How to complete this task: Print nothing but the lines below starting at the line that holds "the caller is" and ending at the line that holds "let user_id = Uuid::new_v4();", including both, each exactly as written.

Data under study:
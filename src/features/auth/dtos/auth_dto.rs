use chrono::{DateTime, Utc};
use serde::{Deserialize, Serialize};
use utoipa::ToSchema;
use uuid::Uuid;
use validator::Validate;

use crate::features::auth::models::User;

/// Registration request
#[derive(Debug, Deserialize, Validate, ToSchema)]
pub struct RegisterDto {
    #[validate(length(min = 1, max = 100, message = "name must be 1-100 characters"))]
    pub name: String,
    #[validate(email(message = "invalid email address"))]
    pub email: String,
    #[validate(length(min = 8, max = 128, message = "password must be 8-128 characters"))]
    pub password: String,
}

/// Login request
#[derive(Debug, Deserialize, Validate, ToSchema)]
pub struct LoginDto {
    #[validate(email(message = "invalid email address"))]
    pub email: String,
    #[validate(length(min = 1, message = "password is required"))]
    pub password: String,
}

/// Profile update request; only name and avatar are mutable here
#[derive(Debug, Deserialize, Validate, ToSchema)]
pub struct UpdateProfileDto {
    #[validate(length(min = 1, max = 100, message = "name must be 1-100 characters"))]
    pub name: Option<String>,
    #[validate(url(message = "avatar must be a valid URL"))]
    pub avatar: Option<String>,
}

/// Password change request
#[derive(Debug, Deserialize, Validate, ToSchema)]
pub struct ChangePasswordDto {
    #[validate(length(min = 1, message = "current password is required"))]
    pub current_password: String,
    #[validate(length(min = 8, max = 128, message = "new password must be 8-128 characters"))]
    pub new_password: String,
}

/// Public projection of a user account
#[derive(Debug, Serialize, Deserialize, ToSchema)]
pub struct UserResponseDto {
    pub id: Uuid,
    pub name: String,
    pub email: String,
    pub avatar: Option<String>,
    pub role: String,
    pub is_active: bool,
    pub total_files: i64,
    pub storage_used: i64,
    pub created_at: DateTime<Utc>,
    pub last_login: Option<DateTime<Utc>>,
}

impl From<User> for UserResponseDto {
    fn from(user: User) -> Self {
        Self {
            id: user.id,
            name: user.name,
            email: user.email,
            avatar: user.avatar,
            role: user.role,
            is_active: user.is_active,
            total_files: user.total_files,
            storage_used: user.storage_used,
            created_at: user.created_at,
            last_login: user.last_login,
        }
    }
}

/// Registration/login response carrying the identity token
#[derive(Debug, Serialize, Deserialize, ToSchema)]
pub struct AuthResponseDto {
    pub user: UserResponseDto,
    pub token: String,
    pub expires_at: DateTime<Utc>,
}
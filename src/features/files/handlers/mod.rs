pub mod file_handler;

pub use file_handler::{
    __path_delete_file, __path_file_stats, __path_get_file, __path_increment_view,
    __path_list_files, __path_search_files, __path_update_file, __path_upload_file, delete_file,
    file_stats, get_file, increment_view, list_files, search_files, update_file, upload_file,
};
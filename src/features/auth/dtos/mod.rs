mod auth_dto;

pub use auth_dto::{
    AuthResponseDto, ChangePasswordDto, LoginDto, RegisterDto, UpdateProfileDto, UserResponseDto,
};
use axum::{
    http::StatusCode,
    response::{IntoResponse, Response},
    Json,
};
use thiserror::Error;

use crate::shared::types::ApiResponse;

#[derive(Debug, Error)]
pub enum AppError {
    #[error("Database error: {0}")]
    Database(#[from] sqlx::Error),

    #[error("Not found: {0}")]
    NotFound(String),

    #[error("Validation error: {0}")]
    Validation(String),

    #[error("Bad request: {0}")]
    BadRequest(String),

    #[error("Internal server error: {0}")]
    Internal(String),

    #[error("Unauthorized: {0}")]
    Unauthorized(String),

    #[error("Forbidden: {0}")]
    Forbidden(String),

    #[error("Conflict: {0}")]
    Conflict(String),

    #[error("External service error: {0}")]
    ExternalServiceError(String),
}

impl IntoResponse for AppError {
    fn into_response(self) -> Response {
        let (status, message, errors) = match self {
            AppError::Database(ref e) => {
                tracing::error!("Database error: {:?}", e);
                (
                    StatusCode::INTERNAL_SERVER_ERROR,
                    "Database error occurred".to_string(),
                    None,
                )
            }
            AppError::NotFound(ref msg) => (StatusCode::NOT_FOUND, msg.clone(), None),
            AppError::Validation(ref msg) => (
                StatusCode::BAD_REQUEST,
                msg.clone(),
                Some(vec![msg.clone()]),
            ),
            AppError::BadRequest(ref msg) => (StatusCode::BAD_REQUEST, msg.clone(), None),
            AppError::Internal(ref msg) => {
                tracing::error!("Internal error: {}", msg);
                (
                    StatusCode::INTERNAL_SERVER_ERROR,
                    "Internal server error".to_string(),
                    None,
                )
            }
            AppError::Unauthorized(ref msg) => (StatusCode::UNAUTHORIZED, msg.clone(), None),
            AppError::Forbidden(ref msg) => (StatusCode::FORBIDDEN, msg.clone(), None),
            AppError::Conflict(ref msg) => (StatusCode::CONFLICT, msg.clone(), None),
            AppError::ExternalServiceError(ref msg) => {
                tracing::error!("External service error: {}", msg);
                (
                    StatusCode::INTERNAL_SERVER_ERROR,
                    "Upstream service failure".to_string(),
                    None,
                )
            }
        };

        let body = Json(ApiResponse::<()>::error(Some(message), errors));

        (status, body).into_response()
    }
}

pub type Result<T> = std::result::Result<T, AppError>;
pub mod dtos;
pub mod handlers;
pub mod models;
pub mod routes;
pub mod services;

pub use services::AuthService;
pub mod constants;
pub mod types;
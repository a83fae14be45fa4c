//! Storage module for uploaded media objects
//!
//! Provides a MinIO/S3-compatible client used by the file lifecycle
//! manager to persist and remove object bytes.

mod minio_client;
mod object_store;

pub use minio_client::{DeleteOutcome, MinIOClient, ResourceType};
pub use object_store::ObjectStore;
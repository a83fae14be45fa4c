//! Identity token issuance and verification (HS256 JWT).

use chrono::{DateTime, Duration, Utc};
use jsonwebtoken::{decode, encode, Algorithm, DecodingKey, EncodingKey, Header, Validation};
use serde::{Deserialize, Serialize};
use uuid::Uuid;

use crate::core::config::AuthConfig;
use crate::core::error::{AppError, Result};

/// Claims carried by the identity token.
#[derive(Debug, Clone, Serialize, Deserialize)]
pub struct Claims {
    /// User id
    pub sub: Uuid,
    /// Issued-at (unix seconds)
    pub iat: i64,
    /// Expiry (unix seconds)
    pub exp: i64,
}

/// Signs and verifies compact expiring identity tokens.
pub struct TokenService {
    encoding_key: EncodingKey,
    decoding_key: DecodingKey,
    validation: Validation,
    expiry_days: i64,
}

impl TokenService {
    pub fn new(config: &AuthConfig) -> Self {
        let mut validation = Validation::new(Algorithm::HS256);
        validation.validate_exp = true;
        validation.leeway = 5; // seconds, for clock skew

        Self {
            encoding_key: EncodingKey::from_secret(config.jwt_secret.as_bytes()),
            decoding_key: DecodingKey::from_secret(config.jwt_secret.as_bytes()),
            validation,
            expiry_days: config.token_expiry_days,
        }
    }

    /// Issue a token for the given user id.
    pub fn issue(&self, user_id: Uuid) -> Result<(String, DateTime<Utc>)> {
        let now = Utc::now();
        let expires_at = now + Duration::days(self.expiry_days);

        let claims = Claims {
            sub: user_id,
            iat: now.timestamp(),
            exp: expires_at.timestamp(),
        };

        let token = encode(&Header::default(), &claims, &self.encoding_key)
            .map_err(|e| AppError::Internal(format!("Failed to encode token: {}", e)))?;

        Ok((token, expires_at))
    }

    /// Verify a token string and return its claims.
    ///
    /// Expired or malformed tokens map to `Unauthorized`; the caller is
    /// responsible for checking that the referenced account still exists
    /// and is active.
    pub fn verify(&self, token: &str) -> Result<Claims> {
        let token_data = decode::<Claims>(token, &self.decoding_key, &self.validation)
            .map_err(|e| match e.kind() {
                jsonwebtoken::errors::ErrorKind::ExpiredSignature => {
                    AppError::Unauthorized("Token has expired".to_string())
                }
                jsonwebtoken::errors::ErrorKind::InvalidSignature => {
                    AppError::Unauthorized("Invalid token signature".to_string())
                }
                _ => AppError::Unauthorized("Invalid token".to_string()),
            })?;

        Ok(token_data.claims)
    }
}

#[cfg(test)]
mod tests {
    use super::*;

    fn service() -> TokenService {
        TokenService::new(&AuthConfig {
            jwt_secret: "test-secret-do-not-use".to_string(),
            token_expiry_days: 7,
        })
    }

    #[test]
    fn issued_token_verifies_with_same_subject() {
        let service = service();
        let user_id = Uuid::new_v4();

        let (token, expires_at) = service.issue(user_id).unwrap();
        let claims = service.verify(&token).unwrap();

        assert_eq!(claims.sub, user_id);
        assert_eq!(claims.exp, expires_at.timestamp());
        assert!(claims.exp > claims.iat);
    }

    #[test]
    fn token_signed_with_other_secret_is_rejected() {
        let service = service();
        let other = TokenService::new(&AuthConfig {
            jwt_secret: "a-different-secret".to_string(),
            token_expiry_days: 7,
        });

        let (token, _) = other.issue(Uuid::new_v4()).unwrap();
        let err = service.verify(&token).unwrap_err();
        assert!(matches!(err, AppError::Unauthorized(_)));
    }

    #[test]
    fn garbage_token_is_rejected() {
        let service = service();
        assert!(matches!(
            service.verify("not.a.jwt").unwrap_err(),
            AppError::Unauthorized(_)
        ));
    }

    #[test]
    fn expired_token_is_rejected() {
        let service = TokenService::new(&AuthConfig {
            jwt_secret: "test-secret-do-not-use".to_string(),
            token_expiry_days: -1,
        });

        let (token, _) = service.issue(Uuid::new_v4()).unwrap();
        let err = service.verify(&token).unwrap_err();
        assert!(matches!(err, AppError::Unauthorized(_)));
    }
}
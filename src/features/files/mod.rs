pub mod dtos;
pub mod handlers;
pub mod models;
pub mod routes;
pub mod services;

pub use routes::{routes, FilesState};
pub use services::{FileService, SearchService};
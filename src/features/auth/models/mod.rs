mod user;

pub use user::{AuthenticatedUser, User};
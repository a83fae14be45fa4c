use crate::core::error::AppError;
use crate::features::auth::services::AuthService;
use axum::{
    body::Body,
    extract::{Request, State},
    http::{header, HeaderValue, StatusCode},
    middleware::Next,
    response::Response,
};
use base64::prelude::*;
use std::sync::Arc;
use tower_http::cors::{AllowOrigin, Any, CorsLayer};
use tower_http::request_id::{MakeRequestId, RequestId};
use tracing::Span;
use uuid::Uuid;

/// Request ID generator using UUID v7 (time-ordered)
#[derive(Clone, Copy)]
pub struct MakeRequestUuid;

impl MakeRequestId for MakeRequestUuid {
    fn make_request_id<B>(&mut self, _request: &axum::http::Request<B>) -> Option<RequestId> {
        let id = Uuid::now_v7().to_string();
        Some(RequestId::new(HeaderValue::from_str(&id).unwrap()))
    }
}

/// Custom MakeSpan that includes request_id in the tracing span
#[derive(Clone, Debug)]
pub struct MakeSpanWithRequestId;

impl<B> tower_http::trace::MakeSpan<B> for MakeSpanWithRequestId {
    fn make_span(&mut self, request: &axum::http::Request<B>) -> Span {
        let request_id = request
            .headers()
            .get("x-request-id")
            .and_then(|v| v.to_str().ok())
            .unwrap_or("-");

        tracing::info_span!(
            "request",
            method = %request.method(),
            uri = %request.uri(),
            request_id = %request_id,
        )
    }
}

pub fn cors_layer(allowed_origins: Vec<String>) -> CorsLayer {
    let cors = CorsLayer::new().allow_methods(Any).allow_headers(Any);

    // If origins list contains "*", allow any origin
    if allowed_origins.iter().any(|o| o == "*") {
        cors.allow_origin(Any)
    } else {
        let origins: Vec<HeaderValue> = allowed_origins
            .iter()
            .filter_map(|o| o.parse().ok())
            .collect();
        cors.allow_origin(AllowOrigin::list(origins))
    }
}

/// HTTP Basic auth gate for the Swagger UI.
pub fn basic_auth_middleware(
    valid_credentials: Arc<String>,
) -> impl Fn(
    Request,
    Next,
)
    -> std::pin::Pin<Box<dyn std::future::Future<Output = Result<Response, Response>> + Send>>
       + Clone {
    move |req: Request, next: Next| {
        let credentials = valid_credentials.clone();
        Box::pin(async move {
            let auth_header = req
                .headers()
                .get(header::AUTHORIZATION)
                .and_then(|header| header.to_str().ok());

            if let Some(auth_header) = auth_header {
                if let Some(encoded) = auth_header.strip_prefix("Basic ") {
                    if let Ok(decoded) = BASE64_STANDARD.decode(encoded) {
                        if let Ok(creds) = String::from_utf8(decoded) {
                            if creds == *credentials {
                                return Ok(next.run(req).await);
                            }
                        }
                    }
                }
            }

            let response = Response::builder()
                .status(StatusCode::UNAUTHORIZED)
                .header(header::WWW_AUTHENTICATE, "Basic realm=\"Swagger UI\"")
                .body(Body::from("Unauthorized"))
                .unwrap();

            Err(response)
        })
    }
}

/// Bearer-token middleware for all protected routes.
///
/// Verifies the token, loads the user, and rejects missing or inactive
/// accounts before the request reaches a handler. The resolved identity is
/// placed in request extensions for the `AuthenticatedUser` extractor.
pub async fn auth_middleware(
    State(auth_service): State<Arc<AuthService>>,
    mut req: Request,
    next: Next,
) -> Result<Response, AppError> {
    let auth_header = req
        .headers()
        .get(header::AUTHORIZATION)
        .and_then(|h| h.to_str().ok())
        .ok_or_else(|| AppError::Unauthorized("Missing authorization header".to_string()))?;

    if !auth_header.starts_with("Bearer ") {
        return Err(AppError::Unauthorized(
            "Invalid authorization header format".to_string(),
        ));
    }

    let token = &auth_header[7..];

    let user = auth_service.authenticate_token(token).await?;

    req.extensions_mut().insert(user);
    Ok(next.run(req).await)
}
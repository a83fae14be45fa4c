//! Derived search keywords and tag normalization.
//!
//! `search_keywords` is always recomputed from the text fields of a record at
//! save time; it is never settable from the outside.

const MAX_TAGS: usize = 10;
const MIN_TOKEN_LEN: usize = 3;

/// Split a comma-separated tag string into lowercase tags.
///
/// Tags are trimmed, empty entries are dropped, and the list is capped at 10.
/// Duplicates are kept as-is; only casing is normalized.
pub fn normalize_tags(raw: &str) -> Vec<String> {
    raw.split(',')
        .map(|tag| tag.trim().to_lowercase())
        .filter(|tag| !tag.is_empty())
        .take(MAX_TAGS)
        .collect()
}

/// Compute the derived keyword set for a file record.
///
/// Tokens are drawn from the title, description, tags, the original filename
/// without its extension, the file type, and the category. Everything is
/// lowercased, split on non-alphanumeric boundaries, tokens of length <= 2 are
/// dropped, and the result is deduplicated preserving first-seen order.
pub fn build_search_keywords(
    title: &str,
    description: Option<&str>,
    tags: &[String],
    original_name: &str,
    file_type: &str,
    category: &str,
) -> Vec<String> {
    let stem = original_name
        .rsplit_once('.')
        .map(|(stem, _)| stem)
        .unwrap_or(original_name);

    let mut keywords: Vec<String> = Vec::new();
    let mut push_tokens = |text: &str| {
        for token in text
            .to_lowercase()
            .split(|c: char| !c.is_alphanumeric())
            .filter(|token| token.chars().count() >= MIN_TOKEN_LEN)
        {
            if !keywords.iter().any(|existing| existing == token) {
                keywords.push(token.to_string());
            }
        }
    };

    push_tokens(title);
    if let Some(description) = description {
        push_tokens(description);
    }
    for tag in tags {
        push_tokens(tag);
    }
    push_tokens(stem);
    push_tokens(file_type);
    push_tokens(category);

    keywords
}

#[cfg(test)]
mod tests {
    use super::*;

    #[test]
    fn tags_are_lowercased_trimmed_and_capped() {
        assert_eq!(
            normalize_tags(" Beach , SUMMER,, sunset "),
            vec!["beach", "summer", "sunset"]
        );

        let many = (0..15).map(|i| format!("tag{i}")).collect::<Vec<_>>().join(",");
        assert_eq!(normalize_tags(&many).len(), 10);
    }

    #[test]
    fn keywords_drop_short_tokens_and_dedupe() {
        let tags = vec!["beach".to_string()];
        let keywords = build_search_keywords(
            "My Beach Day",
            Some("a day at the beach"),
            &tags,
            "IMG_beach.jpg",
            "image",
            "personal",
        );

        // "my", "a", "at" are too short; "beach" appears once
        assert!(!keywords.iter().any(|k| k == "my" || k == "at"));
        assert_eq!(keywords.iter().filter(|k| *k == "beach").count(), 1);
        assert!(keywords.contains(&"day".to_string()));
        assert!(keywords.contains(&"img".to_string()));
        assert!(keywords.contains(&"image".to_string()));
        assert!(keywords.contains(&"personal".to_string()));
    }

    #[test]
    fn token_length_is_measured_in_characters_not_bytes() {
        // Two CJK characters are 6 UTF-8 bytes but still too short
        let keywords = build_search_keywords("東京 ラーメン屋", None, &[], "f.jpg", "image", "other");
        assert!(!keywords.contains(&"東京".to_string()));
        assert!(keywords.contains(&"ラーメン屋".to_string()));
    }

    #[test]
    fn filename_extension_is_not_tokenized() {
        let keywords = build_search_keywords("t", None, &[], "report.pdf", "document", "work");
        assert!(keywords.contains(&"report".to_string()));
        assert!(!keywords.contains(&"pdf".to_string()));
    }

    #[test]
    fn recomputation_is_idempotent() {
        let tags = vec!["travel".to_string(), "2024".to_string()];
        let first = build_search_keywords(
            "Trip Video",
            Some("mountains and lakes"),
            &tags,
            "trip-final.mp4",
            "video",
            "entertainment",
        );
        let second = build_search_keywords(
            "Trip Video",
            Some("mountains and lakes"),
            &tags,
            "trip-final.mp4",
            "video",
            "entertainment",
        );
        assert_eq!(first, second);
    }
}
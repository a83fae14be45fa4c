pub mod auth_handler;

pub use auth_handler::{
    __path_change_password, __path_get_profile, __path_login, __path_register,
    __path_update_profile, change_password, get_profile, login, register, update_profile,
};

Result of the task:
    /// Expired or malformed tokens map to `Unauthorized`; the caller is
    /// responsible for checking that the referenced account still exists
    /// and is active.
    pub fn verify(&self, token: &str) -> Result<Claims> {
        let token_data = decode::<Claims>(token, &self.decoding_key, &self.validation)
            .map_err(|e| match e.kind() {
                jsonwebtoken::errors::ErrorKind::ExpiredSignature => {
                    AppError::Unauthorized("Token has expired".to_string())
                }
                jsonwebtoken::errors::ErrorKind::InvalidSignature => {
                    AppError::Unauthorized("Invalid token signature".to_string())
                }
                _ => AppError::Unauthorized("Invalid token".to_string()),
            })?;

        Ok(token_data.claims)
    }
}

#[cfg(test)]
mod tests {
    use super::*;

    fn service() -> TokenService {
        TokenService::new(&AuthConfig {
            jwt_secret: "test-secret-do-not-use".to_string(),
            token_expiry_days: 7,
        })
    }

    #[test]
    fn issued_token_verifies_with_same_subject() {
        let service = service();
        let user_id = Uuid::new_v4();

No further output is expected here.